L’histoire est bien connue, le premier chemin de fer au Canada a été inauguré le 21 juillet 1836. Le train, tiré par la locomotive Dorchester, avait mis deux heures pour franchir la distance entre les gares de La Prairie et de Saint-Jean. Plusieurs historiens en ont fait le récit dans ses moindres statistiques. Les chiffres succédaient aux énumérations minutieuses et fastidieuses. Toutefois, c’est la narration de Félix-Gabriel Marchand qui est de loin la plus intéressante.
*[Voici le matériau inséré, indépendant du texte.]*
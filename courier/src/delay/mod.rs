//! Delayed and scheduled delivery
//!
//! Deferred messages are parked in an auxiliary queue that has no consumers.
//! When a message expires there the broker dead-letters it back to the origin
//! exchange under the original event, which is when subscribers see it.
//!
//! Queue names are derived from exchange, event and a group key: the delay in
//! milliseconds, or the target timestamp for scheduled sends. Sends with the
//! same delay share one queue; each distinct schedule gets its own. Queues
//! are never deleted here; `x-expires` lets the broker reclaim them.

use chrono::{DateTime, Utc};
use tracing::{debug, info};

use crate::broker::{arguments, BrokerChannel, QueueOptions};
use crate::observability::{metric_names, MetricsCollector};
use crate::options::{EmissionOptions, Timing};
use crate::pool::{with_resource, ChannelPool};
use crate::{CourierError, Result};

/// Extra lifetime given to a schedule queue past its single message's expiry
pub const SCHEDULE_GRACE_MILLIS: u64 = 60_000;

/// Longest expiry a broker accepts for `x-message-ttl` or a message expiration
pub const MAX_EXPIRATION_MILLIS: u64 = u32::MAX as u64;

/// Prefix of every delay queue name
pub const DELAY_QUEUE_PREFIX: &str = "d";

/// How a deferred message reaches its delivery time
#[derive(Debug, Clone, Copy, PartialEq, Eq)]
pub enum DelayKind {
    /// Relative delay, enforced by the queue's message TTL
    Delay { millis: u64 },
    /// Absolute time, enforced by the message's own expiration
    Schedule { at: DateTime<Utc> },
}

/// Auxiliary queue a deferred message goes through
#[derive(Debug, Clone, PartialEq, Eq)]
pub struct DelayQueueDescriptor {
    pub queue_name: String,
    pub expiration_millis: u64,
    pub kind: DelayKind,
    pub queue_options: QueueOptions,
}

impl DelayQueueDescriptor {
    pub fn is_scheduled(&self) -> bool {
        matches!(self.kind, DelayKind::Schedule { .. })
    }
}

pub fn queue_name(exchange: &str, event: &str, group: impl std::fmt::Display) -> String {
    format!("{}:{}:{}:{}", DELAY_QUEUE_PREFIX, exchange, event, group)
}

/// Decides between immediate and deferred delivery for one exchange
#[derive(Debug, Clone)]
pub struct DelayResolver<'a> {
    exchange: &'a str,
}

impl<'a> DelayResolver<'a> {
    pub fn new(exchange: &'a str) -> Self {
        Self { exchange }
    }

    /// `Ok(None)` means send immediately
    ///
    /// A delay or schedule that is present but malformed is an error rather
    /// than an immediate send. A schedule already due, or a zero delay, sends
    /// immediately.
    pub fn resolve(
        &self,
        options: &EmissionOptions,
        now: DateTime<Utc>,
    ) -> Result<Option<DelayQueueDescriptor>> {
        let (group, expiration, kind) = match &options.timing {
            None => return Ok(None),
            Some(Timing::Delay(delay)) => match delay.millis()? {
                None => return Ok(None),
                Some(millis) => {
                    check_expiration(&options.event, millis)?;
                    let group = millis as i64;
                    (group, group, DelayKind::Delay { millis })
                }
            },
            Some(Timing::Schedule(schedule)) => {
                let at = schedule.timestamp()?;
                let group = at.timestamp_millis();
                (group, group - now.timestamp_millis(), DelayKind::Schedule { at })
            }
        };

        if expiration < 1 {
            debug!(
                event = %options.event,
                expiration_ms = expiration,
                "Delivery time already reached"
            );
            return Ok(None);
        }
        let expiration = expiration as u64;
        check_expiration(&options.event, expiration)?;

        let mut queue_options = QueueOptions {
            exclusive: false,
            durable: true,
            auto_delete: true,
            dead_letter_exchange: Some(self.exchange.to_string()),
            dead_letter_routing_key: Some(options.event.clone()),
            ..Default::default()
        };
        match kind {
            DelayKind::Delay { .. } => {
                queue_options.message_ttl = Some(expiration);
                queue_options.expires = Some(expiration.saturating_mul(2));
            }
            DelayKind::Schedule { .. } => {
                queue_options.expires = Some(expiration.saturating_add(SCHEDULE_GRACE_MILLIS));
            }
        }

        Ok(Some(DelayQueueDescriptor {
            queue_name: queue_name(self.exchange, &options.event, group),
            expiration_millis: expiration,
            kind,
            queue_options,
        }))
    }

    /// Make sure the descriptor's queue exists
    ///
    /// A scheduled send that finds its queue already declared with a different
    /// `x-expires` uses that queue as it is.
    pub async fn declare<P>(
        &self,
        pool: &P,
        descriptor: &DelayQueueDescriptor,
        metrics: &MetricsCollector,
    ) -> Result<()>
    where
        P: ChannelPool + ?Sized,
    {
        let name = descriptor.queue_name.clone();
        let queue_options = descriptor.queue_options.clone();

        let declared = with_resource(pool, move |channel| {
            Box::pin(async move {
                channel
                    .assert_queue(&name, &queue_options)
                    .await
                    .map_err(CourierError::from)
            })
        })
        .await;

        match declared {
            Err(CourierError::Broker(err))
                if descriptor.is_scheduled() && err.is_inequivalent_arg(arguments::EXPIRES) =>
            {
                info!(
                    queue = %descriptor.queue_name,
                    error = %err,
                    "Schedule queue exists with a different expiry, reusing it"
                );
                metrics.increment_counter(metric_names::TOLERATED_CONFLICTS_TOTAL, 1);
                Ok(())
            }
            other => other,
        }
    }
}

fn check_expiration(event: &str, millis: u64) -> Result<()> {
    if millis > MAX_EXPIRATION_MILLIS {
        return Err(CourierError::Validation(format!(
            "Delivery of '{}' is {}ms away, more than the {}ms a broker can hold",
            event, millis, MAX_EXPIRATION_MILLIS
        )));
    }
    Ok(())
}
//! Distributed tracing for emitted messages
//!
//! Spans are reported through `tracing` and propagated to consumers in the
//! message's context header using the W3C trace context format
//! (`traceparent`, `tracestate`).

use std::collections::HashMap;
use std::time::Instant;

use opentelemetry::propagation::TextMapPropagator;
use opentelemetry::trace::{SpanId, TraceContextExt, TraceFlags, TraceId, TraceState};
use opentelemetry_sdk::propagation::TraceContextPropagator;
use opentelemetry_sdk::trace::{IdGenerator, RandomIdGenerator};
use tracing::{debug, warn};

/// Key used in propagation carriers
pub const TRACEPARENT: &str = "traceparent";

/// Propagation carrier written into message headers
pub type Carrier = HashMap<String, String>;

/// Identity of a span, enough to resume a trace elsewhere
#[derive(Debug, Clone, Copy, PartialEq, Eq)]
pub struct SpanContext {
    pub trace_id: TraceId,
    pub span_id: SpanId,
    pub sampled: bool,
}

impl SpanContext {
    /// Start a new trace
    pub fn new_root() -> Self {
        let ids = RandomIdGenerator::default();
        Self {
            trace_id: ids.new_trace_id(),
            span_id: ids.new_span_id(),
            sampled: true,
        }
    }

    /// New span id within the same trace
    pub fn new_child(&self) -> Self {
        Self {
            span_id: RandomIdGenerator::default().new_span_id(),
            ..*self
        }
    }

    /// Write this context into `carrier` as W3C trace context headers
    pub fn inject_into(&self, carrier: &mut Carrier) {
        let flags = if self.sampled {
            TraceFlags::SAMPLED
        } else {
            TraceFlags::default()
        };
        let remote = opentelemetry::trace::SpanContext::new(
            self.trace_id,
            self.span_id,
            flags,
            true,
            TraceState::default(),
        );
        let cx = opentelemetry::Context::new().with_remote_span_context(remote);
        TraceContextPropagator::new().inject_context(&cx, carrier);
    }

    /// Read a context back out of W3C trace context headers
    pub fn extract_from(carrier: &Carrier) -> Option<Self> {
        let cx = TraceContextPropagator::new().extract(carrier);
        let span = cx.span();
        let remote = span.span_context();
        if !remote.is_valid() {
            return None;
        }

        Some(Self {
            trace_id: remote.trace_id(),
            span_id: remote.span_id(),
            sampled: remote.is_sampled(),
        })
    }

    pub fn to_traceparent(&self) -> String {
        let mut carrier = Carrier::new();
        self.inject_into(&mut carrier);
        carrier.remove(TRACEPARENT).unwrap_or_default()
    }

    pub fn from_traceparent(value: &str) -> Option<Self> {
        let mut carrier = Carrier::new();
        carrier.insert(TRACEPARENT.to_string(), value.trim().to_string());
        Self::extract_from(&carrier)
    }
}

/// Options for [`Tracer::start_span`]
#[derive(Debug, Clone, Default)]
pub struct SpanOptions {
    pub tags: Vec<(String, String)>,
    pub child_of: Option<SpanContext>,
}

impl SpanOptions {
    pub fn tag(mut self, key: impl Into<String>, value: impl Into<String>) -> Self {
        self.tags.push((key.into(), value.into()));
        self
    }

    pub fn child_of(mut self, parent: Option<SpanContext>) -> Self {
        self.child_of = parent;
        self
    }
}

/// Tracer collaborator
pub trait Tracer: Send + Sync {
    fn start_span(&self, name: &str, options: SpanOptions) -> Span;

    /// Write `context` into `carrier`
    fn inject(&self, context: &SpanContext, carrier: &mut Carrier);

    /// Read a span context back out of `carrier`
    fn extract(&self, carrier: &Carrier) -> Option<SpanContext>;
}

/// An open span; closed by [`Span::finish`] or on drop
#[derive(Debug)]
pub struct Span {
    name: String,
    context: SpanContext,
    parent: Option<SpanContext>,
    tags: Vec<(String, String)>,
    inner: tracing::Span,
    started: Instant,
    error: Option<String>,
    finished: bool,
}

impl Span {
    pub fn new(name: &str, options: SpanOptions, inner: tracing::Span) -> Self {
        let context = match &options.child_of {
            Some(parent) => parent.new_child(),
            None => SpanContext::new_root(),
        };

        Self {
            name: name.to_string(),
            context,
            parent: options.child_of,
            tags: options.tags,
            inner,
            started: Instant::now(),
            error: None,
            finished: false,
        }
    }

    pub fn context(&self) -> &SpanContext {
        &self.context
    }

    pub fn parent(&self) -> Option<&SpanContext> {
        self.parent.as_ref()
    }

    pub fn tag(&self, key: &str) -> Option<&str> {
        self.tags
            .iter()
            .find(|(k, _)| k == key)
            .map(|(_, v)| v.as_str())
    }

    /// The `tracing` span backing this span
    pub fn tracing_span(&self) -> &tracing::Span {
        &self.inner
    }

    /// Mark the span as failed; it still needs to be finished
    pub fn set_error(&mut self, error: impl ToString) {
        self.error = Some(error.to_string());
    }

    pub fn finish(mut self) {
        self.close();
    }

    fn close(&mut self) {
        if self.finished {
            return;
        }
        self.finished = true;

        let _entered = self.inner.enter();
        let duration_ms = self.started.elapsed().as_millis() as u64;
        match &self.error {
            Some(error) => warn!(
                span = %self.name,
                trace_id = %self.context.trace_id,
                duration_ms,
                error = %error,
                "Span finished with error"
            ),
            None => debug!(
                span = %self.name,
                trace_id = %self.context.trace_id,
                duration_ms,
                "Span finished"
            ),
        }
    }
}

impl Drop for Span {
    fn drop(&mut self) {
        self.close();
    }
}

/// Tracer that reports spans through `tracing` and propagates W3C trace context
#[derive(Debug, Clone, Default)]
pub struct W3cTracer;

impl Tracer for W3cTracer {
    fn start_span(&self, name: &str, options: SpanOptions) -> Span {
        let inner = tracing::info_span!(
            "courier_span",
            otel.name = %name,
            trace_id = tracing::field::Empty,
            parent_span = ?options.child_of.as_ref().map(|p| p.span_id.to_string()),
        );
        let span = Span::new(name, options, inner);
        span.inner
            .record("trace_id", tracing::field::display(span.context.trace_id));
        span
    }

    fn inject(&self, context: &SpanContext, carrier: &mut Carrier) {
        context.inject_into(carrier);
    }

    fn extract(&self, carrier: &Carrier) -> Option<SpanContext> {
        SpanContext::extract_from(carrier)
    }
}

#[cfg(test)]
mod tests {
    use super::*;

    #[test]
    fn test_traceparent_round_trip() {
        let context = SpanContext::new_root();
        let parsed = SpanContext::from_traceparent(&context.to_traceparent()).unwrap();
        assert_eq!(parsed, context);
    }

    #[test]
    fn test_traceparent_format() {
        let context = SpanContext {
            trace_id: TraceId::from_hex("4bf92f3577b34da6a3ce929d0e0e4736").unwrap(),
            span_id: SpanId::from_hex("00f067aa0ba902b7").unwrap(),
            sampled: true,
        };

        assert_eq!(
            context.to_traceparent(),
            "00-4bf92f3577b34da6a3ce929d0e0e4736-00f067aa0ba902b7-01"
        );
    }

    #[test]
    fn test_traceparent_rejects_malformed() {
        assert!(SpanContext::from_traceparent("").is_none());
        assert!(SpanContext::from_traceparent("not-a-traceparent").is_none());
        assert!(SpanContext::from_traceparent(
            "00-zzf92f3577b34da6a3ce929d0e0e4736-00f067aa0ba902b7-01"
        )
        .is_none());
        assert!(SpanContext::from_traceparent(
            "00-00000000000000000000000000000000-0000000000000000-01"
        )
        .is_none());
    }

    #[test]
    fn test_child_span_shares_trace() {
        let tracer = W3cTracer;
        let parent = SpanContext::new_root();

        let span = tracer.start_span(
            "emit order.created",
            SpanOptions::default()
                .tag("span.kind", "producer")
                .child_of(Some(parent)),
        );

        assert_eq!(span.context().trace_id, parent.trace_id);
        assert_ne!(span.context().span_id, parent.span_id);
        assert_eq!(span.parent(), Some(&parent));
        assert_eq!(span.tag("span.kind"), Some("producer"));
        span.finish();
    }

    #[test]
    fn test_inject_extract() {
        let tracer = W3cTracer;
        let context = SpanContext::new_root();
        let mut carrier = Carrier::new();

        tracer.inject(&context, &mut carrier);
        assert!(carrier.contains_key(TRACEPARENT));
        assert_eq!(tracer.extract(&carrier), Some(context));
        assert_eq!(tracer.extract(&Carrier::new()), None);
    }
}
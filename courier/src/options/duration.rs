use crate::{CourierError, Result};

/// Parse a duration string into milliseconds.
///
/// Accepts bare integers as milliseconds (`"1500"`) and anything humantime
/// understands (`"5m"`, `"1h 30m"`, `"250ms"`).
pub fn parse_millis(input: &str) -> Result<u64> {
    let trimmed = input.trim();

    if let Ok(ms) = trimmed.parse::<u64>() {
        return Ok(ms);
    }

    humantime::parse_duration(trimmed)
        .map(|duration| duration.as_millis().min(u64::MAX as u128) as u64)
        .map_err(|e| CourierError::Validation(format!("Invalid delay '{}': {}", input, e)))
}

#[cfg(test)]
mod tests {
    use super::*;

    #[test]
    fn test_parse_units() {
        assert_eq!(parse_millis("5m").unwrap(), 300_000);
        assert_eq!(parse_millis("250ms").unwrap(), 250);
        assert_eq!(parse_millis("1h 30m").unwrap(), 5_400_000);
        assert_eq!(parse_millis(" 2s ").unwrap(), 2_000);
    }

    #[test]
    fn test_parse_bare_millis() {
        assert_eq!(parse_millis("1500").unwrap(), 1500);
    }

    #[test]
    fn test_parse_rejects_garbage() {
        assert!(parse_millis("").is_err());
        assert!(parse_millis("-5m").is_err());
        assert!(parse_millis("later").is_err());
    }
}
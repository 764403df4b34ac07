use std::sync::atomic::{AtomicU64, Ordering};
use std::sync::Arc;

use parking_lot::Mutex;
use tokio::sync::{OwnedSemaphorePermit, Semaphore};
use tracing::{debug, info};

use super::{ChannelPool, PoolConfig, PoolError, PoolResult, PoolStats};
use crate::broker::{BrokerChannel, BrokerResult, MessageProperties, QueueOptions};

/// Opens new broker channels for a [`BoundedPool`]
#[async_trait::async_trait]
pub trait ChannelManager: Send + Sync + 'static {
    type Channel: BrokerChannel + Send + 'static;

    async fn create(&self) -> BrokerResult<Self::Channel>;
}

/// A channel checked out of a [`BoundedPool`]
///
/// Holds one of the pool's permits for as long as it is out.
#[derive(Debug)]
pub struct Pooled<C> {
    channel: C,
    _permit: OwnedSemaphorePermit,
}

impl<C> Pooled<C> {
    pub fn channel(&self) -> &C {
        &self.channel
    }
}

#[async_trait::async_trait]
impl<C: BrokerChannel> BrokerChannel for Pooled<C> {
    async fn publish(
        &mut self,
        exchange: &str,
        routing_key: &str,
        body: &[u8],
        properties: &MessageProperties,
    ) -> BrokerResult<()> {
        self.channel.publish(exchange, routing_key, body, properties).await
    }

    async fn send_to_queue(
        &mut self,
        queue: &str,
        body: &[u8],
        properties: &MessageProperties,
    ) -> BrokerResult<()> {
        self.channel.send_to_queue(queue, body, properties).await
    }

    async fn assert_queue(&mut self, name: &str, options: &QueueOptions) -> BrokerResult<()> {
        self.channel.assert_queue(name, options).await
    }
}

#[derive(Debug, Default)]
struct Counters {
    created: AtomicU64,
    acquired: AtomicU64,
    released: AtomicU64,
    destroyed: AtomicU64,
}

/// Semaphore-bounded channel pool
///
/// At most `max_size` channels are out at once; further acquires wait.
/// Channels are opened lazily and released ones are reused.
pub struct BoundedPool<M: ChannelManager> {
    manager: M,
    config: PoolConfig,
    idle: Mutex<Vec<M::Channel>>,
    permits: Arc<Semaphore>,
    counters: Counters,
}

impl<M: ChannelManager> BoundedPool<M> {
    /// Fails with [`PoolError::InvalidSize`] unless `max_size` is at least 1
    pub fn new(manager: M, config: PoolConfig) -> PoolResult<Self> {
        config.validate()?;
        info!("Creating channel pool with {} max channels", config.max_size);

        Ok(Self {
            manager,
            permits: Arc::new(Semaphore::new(config.max_size)),
            idle: Mutex::new(Vec::with_capacity(config.max_size)),
            config,
            counters: Counters::default(),
        })
    }

    /// Stop handing out channels and drop the idle ones
    pub fn close(&self) {
        info!("Closing channel pool...");
        self.permits.close();
        self.idle.lock().clear();
    }
}

#[async_trait::async_trait]
impl<M: ChannelManager> ChannelPool for BoundedPool<M> {
    type Handle = Pooled<M::Channel>;

    async fn acquire(&self) -> PoolResult<Self::Handle> {
        let permit = Arc::clone(&self.permits)
            .acquire_owned()
            .await
            .map_err(|_| PoolError::Closed)?;

        let reused = self.idle.lock().pop();
        let channel = match reused {
            Some(channel) => channel,
            None => {
                let channel = self.manager.create().await.map_err(PoolError::Create)?;
                self.counters.created.fetch_add(1, Ordering::Relaxed);
                debug!("Opened new pooled channel");
                channel
            }
        };

        self.counters.acquired.fetch_add(1, Ordering::Relaxed);
        Ok(Pooled {
            channel,
            _permit: permit,
        })
    }

    fn release(&self, handle: Self::Handle) {
        self.counters.released.fetch_add(1, Ordering::Relaxed);
        if self.permits.is_closed() {
            return;
        }
        let Pooled { channel, _permit } = handle;
        self.idle.lock().push(channel);
    }

    fn destroy(&self, handle: Self::Handle) {
        self.counters.destroyed.fetch_add(1, Ordering::Relaxed);
        debug!("Destroyed pooled channel");
        drop(handle);
    }

    fn stats(&self) -> PoolStats {
        let available = self.permits.available_permits();
        PoolStats {
            max_size: self.config.max_size,
            created: self.counters.created.load(Ordering::Relaxed),
            acquired: self.counters.acquired.load(Ordering::Relaxed),
            released: self.counters.released.load(Ordering::Relaxed),
            destroyed: self.counters.destroyed.load(Ordering::Relaxed),
            idle: self.idle.lock().len(),
            in_use: if self.permits.is_closed() {
                0
            } else {
                self.config.max_size.saturating_sub(available)
            },
        }
    }
}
Un vrai chef-d’oeuvre littéraire qu’on devrait faire lire à tous les étudiants du Québec.

«Félix-Gabriel Marchand, natif de Saint-Jeansur-Richelieu (1832-1900), fut propriétaire terrien, négociant et officier supérieur dans la milice. Il fut reçu notaire en 1855 et devint premier ministre de la province de Québec en 1897 et ce jusqu’à son décès en 1900. Il est également l’un des fondateurs du journal le Canada français, hebdomadaire régional du Haut-Richelieu, encore publié de nos jours.»

«C’est à la ville de Saint-Jean d’Iberville qu’appartient l’honneur d’avoir inauguré la première voie ferrée construite sur le sol canadien. Elle s’étendait depuis cette ville jusqu’au village de La Prairie, distance de 15 milles et servait à relier la navigation de lac Champlain à celle du Saint-Laurent. L’organisation fut lente et difficile. Il s’agissait d’une entreprise d’un genre jusque-là inconnu, dont nos capitalistes n’avaient encore que des notions très imparfaites et qui semblait leur offrir des chances de succès plus que douteuses.

Cependant, la Compagnie du Champlain et du Saint-Laurent finit par se constituer, et ses travaux, poussés avec vigueur, furent terminés durant l’été de 1836. Mais le parachèvement du chemin n’était pas le plus difficile de l’entreprise. Personne au Canada n’avait une connaissance suffisante du mécanisme d’une locomotive pour en entreprendre la construction, et la
Direction s’est trouvée dans la nécessité de donner sa commande à une fabrique écossaise.

Après une attente bien trop prolongée pour l’impatience du public, on annonça enfin l’arrivée dans le port de Montréal d’un voilier ayant à son bord la locomotive tant désirée. Cette
nouvelle causa un grand émoi. Les curieux de toutes les nuances, la plupart crédules et enthousiastes, allaient donc voir de leurs propres yeux ce cheval d’airain, alerte et fringant comme un cheval en chair et en os, parcourir les distances avec une rapidité vertigineuse et enlever sans effort une charge que cent des plus vigoureux spécimens de la race chevaline auraient peine à faire mouvoir!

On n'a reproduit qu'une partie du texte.